**EXERCISE INSTRUCTIONS:** In the answer, each line of the listing should appear again unchanged.

☆ ☆ ☆ ☆ ☆

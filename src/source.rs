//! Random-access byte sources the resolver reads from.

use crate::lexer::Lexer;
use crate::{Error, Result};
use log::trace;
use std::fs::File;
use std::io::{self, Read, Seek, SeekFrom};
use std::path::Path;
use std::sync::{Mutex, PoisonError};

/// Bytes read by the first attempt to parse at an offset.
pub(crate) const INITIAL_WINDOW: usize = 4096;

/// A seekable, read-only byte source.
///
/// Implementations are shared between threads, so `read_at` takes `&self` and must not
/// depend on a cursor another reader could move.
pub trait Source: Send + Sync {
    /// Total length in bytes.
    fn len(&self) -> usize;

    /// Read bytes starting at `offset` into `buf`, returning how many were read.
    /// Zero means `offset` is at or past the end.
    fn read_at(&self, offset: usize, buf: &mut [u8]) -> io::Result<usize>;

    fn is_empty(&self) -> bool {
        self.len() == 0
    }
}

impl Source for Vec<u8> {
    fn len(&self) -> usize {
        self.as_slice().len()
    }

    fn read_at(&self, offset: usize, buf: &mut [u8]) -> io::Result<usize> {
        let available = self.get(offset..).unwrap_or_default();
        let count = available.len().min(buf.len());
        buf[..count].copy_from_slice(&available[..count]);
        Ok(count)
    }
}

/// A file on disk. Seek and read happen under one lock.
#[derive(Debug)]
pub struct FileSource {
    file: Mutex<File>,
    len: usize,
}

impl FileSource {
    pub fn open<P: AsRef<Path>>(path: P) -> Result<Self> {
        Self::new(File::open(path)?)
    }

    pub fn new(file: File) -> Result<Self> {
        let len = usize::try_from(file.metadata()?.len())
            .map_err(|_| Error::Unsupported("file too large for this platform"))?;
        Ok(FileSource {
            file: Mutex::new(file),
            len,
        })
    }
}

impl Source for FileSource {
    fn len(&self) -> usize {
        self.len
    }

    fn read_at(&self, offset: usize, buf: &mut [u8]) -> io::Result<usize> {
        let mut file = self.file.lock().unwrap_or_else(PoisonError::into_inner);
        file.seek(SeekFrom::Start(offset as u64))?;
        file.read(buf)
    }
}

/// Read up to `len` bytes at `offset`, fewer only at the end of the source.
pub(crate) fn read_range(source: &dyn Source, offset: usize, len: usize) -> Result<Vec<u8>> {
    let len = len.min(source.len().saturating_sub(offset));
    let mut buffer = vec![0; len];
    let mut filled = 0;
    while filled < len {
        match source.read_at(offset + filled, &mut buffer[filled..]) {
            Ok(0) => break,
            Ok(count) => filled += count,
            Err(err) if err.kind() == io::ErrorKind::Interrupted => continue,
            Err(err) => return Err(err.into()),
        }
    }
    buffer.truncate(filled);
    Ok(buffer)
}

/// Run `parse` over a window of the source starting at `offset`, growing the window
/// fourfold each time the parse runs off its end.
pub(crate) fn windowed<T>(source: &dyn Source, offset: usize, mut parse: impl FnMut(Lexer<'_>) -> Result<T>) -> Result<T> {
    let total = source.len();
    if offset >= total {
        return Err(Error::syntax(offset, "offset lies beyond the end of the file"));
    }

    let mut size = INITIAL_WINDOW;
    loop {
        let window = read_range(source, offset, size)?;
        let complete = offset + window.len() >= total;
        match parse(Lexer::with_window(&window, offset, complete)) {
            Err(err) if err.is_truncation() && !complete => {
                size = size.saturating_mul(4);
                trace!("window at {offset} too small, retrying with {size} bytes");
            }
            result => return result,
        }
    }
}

☆ ☆ ☆ ☆ ☆

**WRITTEN REPLY:**
filename src/source.rs
//! Random-access byte sources the resolver reads from.

use crate::lexer::Lexer;
use crate::{Error, Result};
use log::trace;
use std::fs::File;
use std::io::{self, Read, Seek, SeekFrom};
use std::path::Path;
use std::sync::{Mutex, PoisonError};

/// Bytes read by the first attempt to parse at an offset.
pub(crate) const INITIAL_WINDOW: usize = 4096;

/// A seekable, read-only byte source.
///
/// Implementations are shared between threads, so `read_at` takes `&self` and must not
/// depend on a cursor another reader could move.
pub trait Source: Send + Sync {
    /// Total length in bytes.
    fn len(&self) -> usize;

    /// Read bytes starting at `offset` into `buf`, returning how many were read.
    /// Zero means `offset` is at or past the end.
    fn read_at(&self, offset: usize, buf: &mut [u8]) -> io::Result<usize>;

    fn is_empty(&self) -> bool {
        self.len() == 0
    }
}

impl Source for Vec<u8> {
    fn len(&self) -> usize {
        self.as_slice().len()
    }

    fn read_at(&self, offset: usize, buf: &mut [u8]) -> io::Result<usize> {
        let available = self.get(offset..).unwrap_or_default();
        let count = available.len().min(buf.len());
        buf[..count].copy_from_slice(&available[..count]);
        Ok(count)
    }
}

/// A file on disk. Seek and read happen under one lock.
#[derive(Debug)]
pub struct FileSource {
    file: Mutex<File>,
    len: usize,
}

impl FileSource {
    pub fn open<P: AsRef<Path>>(path: P) -> Result<Self> {
        Self::new(File::open(path)?)
    }

    pub fn new(file: File) -> Result<Self> {
        let len = usize::try_from(file.metadata()?.len())
            .map_err(|_| Error::Unsupported("file too large for this platform"))?;
        Ok(FileSource {
            file: Mutex::new(file),
            len,
        })
    }
}

impl Source for FileSource {
    fn len(&self) -> usize {
        self.len
    }

    fn read_at(&self, offset: usize, buf: &mut [u8]) -> io::Result<usize> {
        let mut file = self.file.lock().unwrap_or_else(PoisonError::into_inner);
        file.seek(SeekFrom::Start(offset as u64))?;
        file.read(buf)
    }
}

/// Read up to `len` bytes at `offset`, fewer only at the end of the source.
pub(crate) fn read_range(source: &dyn Source, offset: usize, len: usize) -> Result<Vec<u8>> {
    let len = len.min(source.len().saturating_sub(offset));
    let mut buffer = vec![0; len];
    let mut filled = 0;
    while filled < len {
        match source.read_at(offset + filled, &mut buffer[filled..]) {
            Ok(0) => break,
            Ok(count) => filled += count,
            Err(err) if err.kind() == io::ErrorKind::Interrupted => continue,
            Err(err) => return Err(err.into()),
        }
    }
    buffer.truncate(filled);
    Ok(buffer)
}

/// Run `parse` over a window of the source starting at `offset`, growing the window
/// fourfold each time the parse runs off its end.
pub(crate) fn windowed<T>(source: &dyn Source, offset: usize, mut parse: impl FnMut(Lexer<'_>) -> Result<T>) -> Result<T> {
    let total = source.len();
    if offset >= total {
        return Err(Error::syntax(offset, "offset lies beyond the end of the file"));
    }

    let mut size = INITIAL_WINDOW;
    loop {
        let window = read_range(source, offset, size)?;
        let complete = offset + window.len() >= total;
        match parse(Lexer::with_window(&window, offset, complete)) {
            Err(err) if err.is_truncation() && !complete => {
                size = size.saturating_mul(4);
                trace!("window at {offset} too small, retrying with {size} bytes");
            }
            result => return result,
        }
    }
}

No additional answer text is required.